Problem to solve — All lines with the word "start" are to be found and copied from the listing.

───── Supplied data ─────

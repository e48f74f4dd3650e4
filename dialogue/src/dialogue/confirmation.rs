//! Two-phase confirmation policy.
//!
//! Expensive answers are not computed outright: when a resolved intent's
//! cost score exceeds its catalog threshold, the turn emits a cheap
//! summary instead and parks the request in the session until the user
//! confirms or declines. The score is fully deterministic: a per-intent
//! base cost plus modifiers for breadth keywords in the message.

use crate::catalog::IntentDef;
use serde::{Deserialize, Serialize};
use std::collections::HashMap;

/// Keywords that widen a query's scope and raise its cost
const BREADTH_KEYWORDS: &[&str] = &[
    "all",
    "tutti",
    "tutto",
    "complete",
    "completo",
    "completa",
    "entire",
    "intero",
    "full",
    "dettagliato",
    "detailed",
    "everything",
    "storico",
    "history",
];

/// Deterministic cost scoring for the two-phase protocol
#[derive(Debug, Clone, Serialize, Deserialize)]
pub struct ConfirmationPolicy {
    /// Cost added per matched breadth keyword
    pub breadth_bonus: f32,
    /// Maximum total bonus from keywords
    pub breadth_cap: f32,
}

impl Default for ConfirmationPolicy {
    fn default() -> Self {
        Self {
            breadth_bonus: 0.5,
            breadth_cap: 2.0,
        }
    }
}

impl ConfirmationPolicy {
    /// Compute the cost score for this intent on this message
    pub fn cost_score(&self, def: &IntentDef, text: &str) -> f32 {
        let lower = text.to_lowercase();
        let mut bonus = 0.0f32;
        for keyword in BREADTH_KEYWORDS {
            if lower.contains(keyword) {
                bonus += self.breadth_bonus;
            }
        }
        def.base_cost + bonus.min(self.breadth_cap)
    }

    /// Whether this score trips the intent's two-phase threshold
    pub fn requires_confirmation(&self, def: &IntentDef, score: f32) -> bool {
        matches!(def.two_phase_threshold, Some(threshold) if score > threshold)
    }

    /// The cheap summary payload shown while awaiting confirmation
    pub fn build_summary(
        &self,
        def: &IntentDef,
        slots: &HashMap<String, String>,
        score: f32,
    ) -> serde_json::Value {
        serde_json::json!({
            "intent": def.id,
            "tool": def.tool,
            "slots": slots,
            "estimated_cost": score,
        })
    }
}
//! Semantic classifier — adapter over the external completion service.
//!
//! Builds a deterministic prompt from the Intent Catalog, calls the
//! service at temperature 0, and parses the reply into a
//! [`ClassificationResult`]. Every failure mode (transport error,
//! deadline, malformed output, unknown intent name) degrades to the
//! synthetic `fallback` intent at confidence 0 — callers never see a
//! transport error.

use crate::catalog::IntentCatalog;
use crate::classify::{ClassificationResult, Provenance};
use crate::completion::{BackendHealth, CompletionBackend, CompletionError, CompletionRequest};
use serde::Deserialize;
use std::collections::HashMap;
use std::sync::{Arc, Mutex};
use std::time::Duration;
use tracing::{debug, warn};

#[derive(Debug, Deserialize)]
struct SemanticReply {
    intent: String,
    #[serde(default)]
    confidence: f32,
    #[serde(default)]
    slots: HashMap<String, serde_json::Value>,
    #[serde(default)]
    needs_clarification: bool,
}

/// Adapter that classifies ambiguous input via the completion service
pub struct SemanticClassifier {
    backend: Arc<dyn CompletionBackend>,
    timeout: Duration,
    health: Mutex<BackendHealth>,
}

impl SemanticClassifier {
    /// Create a classifier with the given call deadline
    pub fn new(backend: Arc<dyn CompletionBackend>, timeout: Duration) -> Self {
        Self {
            backend,
            timeout,
            health: Mutex::new(BackendHealth::default()),
        }
    }

    /// Current health of the classification backend
    pub fn health(&self) -> BackendHealth {
        self.health
            .lock()
            .unwrap_or_else(|e| e.into_inner())
            .clone()
    }

    /// Classify a message against the catalog. Never fails: degraded
    /// outcomes resolve to the `fallback` intent at confidence 0.
    pub async fn classify(
        &self,
        text: &str,
        metadata: &HashMap<String, String>,
        catalog: &IntentCatalog,
    ) -> ClassificationResult {
        let request = CompletionRequest::deterministic(
            system_prompt(catalog),
            user_prompt(text, metadata),
        );

        let raw = match tokio::time::timeout(self.timeout, self.backend.complete(&request)).await
        {
            Ok(Ok(raw)) => raw,
            Ok(Err(e)) => {
                warn!(error = %e, "semantic classifier call failed");
                self.record_failure(&e.to_string());
                return ClassificationResult::fallback(Provenance::Semantic);
            }
            Err(_) => {
                warn!(timeout = ?self.timeout, "semantic classifier call timed out");
                self.record_failure("deadline exceeded");
                return ClassificationResult::fallback(Provenance::Semantic);
            }
        };

        match parse_reply(&raw, catalog) {
            Ok(result) => {
                self.record_success();
                debug!(
                    intent = %result.intent,
                    confidence = result.confidence,
                    "semantic classification"
                );
                result
            }
            Err(e) => {
                warn!(error = %e, "semantic classifier reply rejected");
                self.record_failure(&e.to_string());
                ClassificationResult::fallback(Provenance::Semantic)
            }
        }
    }

    fn record_success(&self) {
        self.health
            .lock()
            .unwrap_or_else(|e| e.into_inner())
            .record_success();
    }

    fn record_failure(&self, error: &str) {
        let mut health = self.health.lock().unwrap_or_else(|e| e.into_inner());
        health.record_failure(error);
        if !health.is_available() {
            warn!(
                consecutive_failures = health.consecutive_failures,
                "semantic classification backend unavailable"
            );
        }
    }
}

fn system_prompt(catalog: &IntentCatalog) -> String {
    let mut lines = vec![
        "You classify user messages for a project-portfolio assistant.".to_string(),
        "Reply with strict JSON only, no prose:".to_string(),
        r#"{"intent": "<id>", "confidence": <0..1>, "slots": {"<name>": "<value>"}}"#.to_string(),
        "Use intent \"fallback\" when nothing fits. Known intents:".to_string(),
    ];
    for def in catalog.iter() {
        let slots = if def.required_slots.is_empty() {
            String::new()
        } else {
            format!(" (slots: {})", def.required_slots.join(", "))
        };
        lines.push(format!("- {}: {}{}", def.id, def.description, slots));
    }
    lines.join("\n")
}

fn user_prompt(text: &str, metadata: &HashMap<String, String>) -> String {
    if metadata.is_empty() {
        return text.to_string();
    }
    let mut context: Vec<String> = metadata
        .iter()
        .map(|(k, v)| format!("{}={}", k, v))
        .collect();
    context.sort();
    format!("{}\n[context: {}]", text, context.join(" "))
}

/// Parse a raw completion into a validated classification
fn parse_reply(raw: &str, catalog: &IntentCatalog) -> Result<ClassificationResult, CompletionError> {
    let json = extract_json(raw).ok_or_else(|| {
        CompletionError::MalformedResponse("no JSON object in reply".to_string())
    })?;

    let reply: SemanticReply = serde_json::from_str(json)
        .map_err(|e| CompletionError::MalformedResponse(e.to_string()))?;

    // An intent name outside the catalog is a parse failure, not a new intent.
    if !catalog.contains(&reply.intent) {
        return Err(CompletionError::MalformedResponse(format!(
            "unknown intent '{}'",
            reply.intent
        )));
    }

    let slots = reply
        .slots
        .into_iter()
        .map(|(k, v)| {
            let value = match v {
                serde_json::Value::String(s) => s,
                other => other.to_string(),
            };
            (k, value)
        })
        .filter(|(_, v)| !v.trim().is_empty())
        .collect();

    Ok(ClassificationResult {
        intent: reply.intent,
        confidence: reply.confidence.clamp(0.0, 1.0),
        slots,
        needs_clarification: reply.needs_clarification,
        provenance: Provenance::Semantic,
    })
}

/// Pull the first JSON object out of a possibly fenced/annotated reply
fn extract_json(raw: &str) -> Option<&str> {
    let start = raw.find('{')?;
    let end = raw.rfind('}')?;
    if end < start {
        return None;
    }
    Some(&raw[start..=end])
}

#[cfg(test)]
mod tests {
    use super::*;
    use async_trait::async_trait;

    struct FixedBackend {
        reply: String,
    }

    #[async_trait]
    impl CompletionBackend for FixedBackend {
        async fn complete(
            &self,
            _request: &CompletionRequest,
        ) -> Result<String, CompletionError> {
            Ok(self.reply.clone())
        }
    }

    struct ErrBackend;

    #[async_trait]
    impl CompletionBackend for ErrBackend {
        async fn complete(
            &self,
            _request: &CompletionRequest,
        ) -> Result<String, CompletionError> {
            Err(CompletionError::RequestFailed("connection refused".to_string()))
        }
    }

    struct SlowBackend;

    #[async_trait]
    impl CompletionBackend for SlowBackend {
        async fn complete(
            &self,
            _request: &CompletionRequest,
        ) -> Result<String, CompletionError> {
            tokio::time::sleep(Duration::from_millis(200)).await;
            Ok("{}".to_string())
        }
    }

    fn classifier(backend: Arc<dyn CompletionBackend>) -> SemanticClassifier {
        SemanticClassifier::new(backend, Duration::from_secs(5))
    }

    #[tokio::test]
    async fn test_valid_reply_parses() {
        let backend = Arc::new(FixedBackend {
            reply: r#"{"intent": "ask_plan_status", "confidence": 0.8, "slots": {"plan_id": "PRJ-7"}}"#
                .to_string(),
        });
        let catalog = IntentCatalog::default_catalog();
        let result = classifier(backend)
            .classify("come va PRJ-7?", &HashMap::new(), &catalog)
            .await;

        assert_eq!(result.intent, "ask_plan_status");
        assert_eq!(result.slots.get("plan_id").unwrap(), "PRJ-7");
        assert_eq!(result.provenance, Provenance::Semantic);
    }

    #[tokio::test]
    async fn test_fenced_reply_parses() {
        let backend = Arc::new(FixedBackend {
            reply: "```json\n{\"intent\": \"greet\", \"confidence\": 1.0}\n```".to_string(),
        });
        let catalog = IntentCatalog::default_catalog();
        let result = classifier(backend)
            .classify("ciao", &HashMap::new(), &catalog)
            .await;
        assert_eq!(result.intent, "greet");
    }

    #[tokio::test]
    async fn test_unknown_intent_is_parse_failure() {
        let backend = Arc::new(FixedBackend {
            reply: r#"{"intent": "order_pizza", "confidence": 0.99}"#.to_string(),
        });
        let catalog = IntentCatalog::default_catalog();
        let result = classifier(backend)
            .classify("una margherita", &HashMap::new(), &catalog)
            .await;
        assert!(result.is_fallback());
        assert_eq!(result.confidence, 0.0);
    }

    #[tokio::test]
    async fn test_garbage_reply_degrades_to_fallback() {
        let backend = Arc::new(FixedBackend {
            reply: "I am not JSON".to_string(),
        });
        let catalog = IntentCatalog::default_catalog();
        let result = classifier(backend)
            .classify("boh", &HashMap::new(), &catalog)
            .await;
        assert!(result.is_fallback());
    }

    #[tokio::test]
    async fn test_transport_error_degrades_to_fallback() {
        let catalog = IntentCatalog::default_catalog();
        let semantic = classifier(Arc::new(ErrBackend));
        let result = semantic.classify("boh", &HashMap::new(), &catalog).await;
        assert!(result.is_fallback());
        assert_eq!(semantic.health().total_failures, 1);
    }

    #[tokio::test]
    async fn test_deadline_degrades_to_fallback() {
        let catalog = IntentCatalog::default_catalog();
        let semantic = SemanticClassifier::new(Arc::new(SlowBackend), Duration::from_millis(20));
        let result = semantic.classify("boh", &HashMap::new(), &catalog).await;
        assert!(result.is_fallback());
    }

    #[tokio::test]
    async fn test_confidence_clamped_and_slots_stringified() {
        let backend = Arc::new(FixedBackend {
            reply: r#"{"intent": "ask_plan_status", "confidence": 3.5, "slots": {"plan_id": 42, "noise": ""}}"#
                .to_string(),
        });
        let catalog = IntentCatalog::default_catalog();
        let result = classifier(backend)
            .classify("piano?", &HashMap::new(), &catalog)
            .await;
        assert_eq!(result.confidence, 1.0);
        assert_eq!(result.slots.get("plan_id").unwrap(), "42");
        // Empty slot values are dropped
        assert!(!result.slots.contains_key("noise"));
    }

    #[test]
    fn test_prompts_are_deterministic() {
        let catalog = IntentCatalog::default_catalog();
        assert_eq!(system_prompt(&catalog), system_prompt(&catalog));

        let mut metadata = HashMap::new();
        metadata.insert("org_unit".to_string(), "sales".to_string());
        metadata.insert("locale".to_string(), "it-IT".to_string());
        // Metadata is sorted, so prompt text is stable across map ordering
        assert_eq!(
            user_prompt("ciao", &metadata),
            user_prompt("ciao", &metadata)
        );
        assert!(user_prompt("ciao", &metadata).contains("locale=it-IT org_unit=sales"));
    }
}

─────

Answer area —
    let start = raw.find('{')?;
    if end < start {
    Some(&raw[start..=end])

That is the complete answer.